The general priming system of dnaB protein and primase (Arai, K., and Kornberg, A. (1979) Proc. Natl. Acad. Sci. U. S. A. 76, 4308-4312) when compared with priming by RNA polymerase shows a number of striking differences. The general priming system is initiated primarily at single-stranded region(S), being active only on single-stranded DNAs (phages and homopolymers) and inhibited by single-stranded DNA binding protein (SSB). Transcripts are only 10 to 60 residues long. By contrast, RNA priming by RNA polymerase is initiated at base-paired regions that are not destabilized by SSB (Geider, K., Beck, E., and Schaller, H. (1978) Proc. Natl. Acad. Sci.
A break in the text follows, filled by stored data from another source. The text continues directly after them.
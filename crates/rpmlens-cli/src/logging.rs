use std::io::Write;

use nu_ansi_term::Color::{Blue, Magenta, Red, Yellow};
use rpmlens_config::config::LogConfig;
use tracing::{Event, Level, Subscriber};
use tracing_subscriber::{
    fmt::{
        self,
        format::{FmtSpan, Writer},
        FmtContext, FormatEvent, FormatFields, MakeWriter,
    },
    registry::LookupSpan,
};

use crate::{cli::Args, utils::Colored};

#[derive(Default)]
struct MessageVisitor {
    message: Option<String>,
}

impl tracing::field::Visit for MessageVisitor {
    fn record_debug(&mut self, field: &tracing::field::Field, value: &dyn std::fmt::Debug) {
        if field.name() == "message" {
            self.message = Some(format!("{value:?}"));
        }
    }
}

pub struct CustomFormatter;

impl<S, N> FormatEvent<S, N> for CustomFormatter
where
    S: Subscriber + for<'a> LookupSpan<'a>,
    N: for<'a> FormatFields<'a> + 'static,
{
    fn format_event(
        &self,
        _: &FmtContext<'_, S, N>,
        mut writer: Writer<'_>,
        event: &Event<'_>,
    ) -> std::fmt::Result {
        let mut visitor = MessageVisitor::default();
        event.record(&mut visitor);

        match *event.metadata().level() {
            Level::TRACE => write!(writer, "{} ", Colored(Magenta, "[TRACE]")),
            Level::DEBUG => write!(writer, "{} ", Colored(Blue, "[DEBUG]")),
            Level::INFO => write!(writer, ""),
            Level::WARN => write!(writer, "{} ", Colored(Yellow, "[WARN]")),
            Level::ERROR => write!(writer, "{} ", Colored(Red, "[ERROR]")),
        }?;

        if let Some(message) = visitor.message {
            writeln!(writer, "{message}")
        } else {
            writeln!(writer)
        }
    }
}

struct WriterBuilder;

/// Sends info events to stdout and everything else to stderr.
enum StdWriter {
    Stdout(std::io::Stdout),
    Stderr(std::io::Stderr),
}

impl Write for StdWriter {
    fn write(&mut self, buf: &[u8]) -> std::io::Result<usize> {
        match self {
            StdWriter::Stdout(out) => out.write(buf),
            StdWriter::Stderr(err) => err.write(buf),
        }
    }

    fn flush(&mut self) -> std::io::Result<()> {
        match self {
            StdWriter::Stdout(out) => out.flush(),
            StdWriter::Stderr(err) => err.flush(),
        }
    }
}

impl<'a> MakeWriter<'a> for WriterBuilder {
    type Writer = StdWriter;

    fn make_writer(&'a self) -> Self::Writer {
        StdWriter::Stdout(std::io::stdout())
    }

    fn make_writer_for(&'a self, meta: &tracing::Metadata<'_>) -> Self::Writer {
        if meta.level() == &Level::INFO {
            StdWriter::Stdout(std::io::stdout())
        } else {
            StdWriter::Stderr(std::io::stderr())
        }
    }
}

/// Level from the command line flags, then the config file, then info.
fn filter_level(args: &Args, log: &LogConfig) -> Level {
    if args.quiet {
        Level::ERROR
    } else if args.verbose >= 2 {
        Level::TRACE
    } else if args.verbose == 1 {
        Level::DEBUG
    } else {
        log.level
            .as_deref()
            .and_then(|level| level.parse().ok())
            .unwrap_or(Level::INFO)
    }
}

pub fn setup_logging(args: &Args, log: &LogConfig) {
    let filter_level = filter_level(args, log);

    let builder = fmt::Subscriber::builder()
        .with_env_filter(format!("rpmlens={filter_level}"))
        .with_target(false)
        .with_thread_ids(false)
        .with_thread_names(false)
        .with_file(false)
        .with_line_number(false)
        .with_span_events(FmtSpan::NONE)
        .with_writer(WriterBuilder)
        .compact()
        .without_time();

    let subscriber: Box<dyn Subscriber + Send + Sync> = if args.json || log.json == Some(true) {
        Box::new(builder.json().flatten_event(true).finish())
    } else {
        Box::new(builder.event_format(CustomFormatter).finish())
    };

    tracing::subscriber::set_global_default(subscriber).expect("Failed to set tracing subscriber");
}
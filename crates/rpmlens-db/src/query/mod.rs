//! The query builder.
//!
//! This module provides a typed interface for constructing the read queries
//! the content index runs, without manually concatenating strings and
//! placeholder lists. Filters are [`crate::traits::Expression`] values; each
//! one binds its own values through a shared [`crate::expr::Params`]
//! counter, so fragments built independently never collide.
//!
//! # Example
//!
//! ```ignore
//! use rpmlens_db::query::SelectQuery;
//!
//! let rows = SelectQuery::<PackageRow>::from(packages::TABLE)
//!     .select(&[packages::NAME, packages::VERSION])
//!     .filter(membership)
//!     .filter(packages::NAME.ilike("peng"))
//!     .order_by(packages::NAME, false)
//!     .limit(10)
//!     .fetch(conn)?;
//! ```
//!
//! # Submodules
//!
//! - [`clause`] - Clause helpers shared by the builder.
//! - [`select`] - Implementation of [`SelectQuery`].

pub mod clause;
pub mod select;

pub use select::{bind_params, SelectQuery};
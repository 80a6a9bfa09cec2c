use serde::{Deserialize, Serialize};

/// Entry of a package group's `packages` array.
#[derive(Debug, Clone, Default, Deserialize, Serialize)]
pub struct GroupPackage {
    pub name: String,
    #[serde(default, skip_serializing_if = "Option::is_none")]
    pub requires: Option<String>,
    #[serde(default, rename = "type", skip_serializing_if = "Option::is_none")]
    pub kind: Option<i64>,
}

/// Extracts member names from a group's `packages` JSON.
///
/// Malformed JSON yields an empty member list.
pub fn group_package_names(json: &str) -> Vec<String> {
    serde_json::from_str::<Vec<GroupPackage>>(json)
        .map(|members| members.into_iter().map(|m| m.name).collect())
        .unwrap_or_default()
}

/// Parses a JSON array of strings. Malformed or `null` input yields an empty list.
pub fn string_list(json: &str) -> Vec<String> {
    serde_json::from_str::<Option<Vec<String>>>(json)
        .ok()
        .flatten()
        .unwrap_or_default()
}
U. S. A. 76, 645-649) and transcripts on DNA not coated with SSB are generally longer. In general priming, ATP (or GTP) has three functions: (i) an allosteric effect on dnaB protein in which the nonhydrolyzed analogs adenosine-5'-O-(3'-thiotriphosphate) (or guanosine-5'-O-(3'-thiotriphosphate) can substitute, (ii) initiation of primer synthesis which can incorporate deoxy-, as well as ribonucleotides, and (iii) elongation of the primer, in which the beta, gamma-imido analog can replace ATP (or GTP). An allosteric effect of ATP on RNA polymerase has not been demonstrated, nor has the facile synthesis of hybrid transcripts of ribo- and deoxyribonucleotides.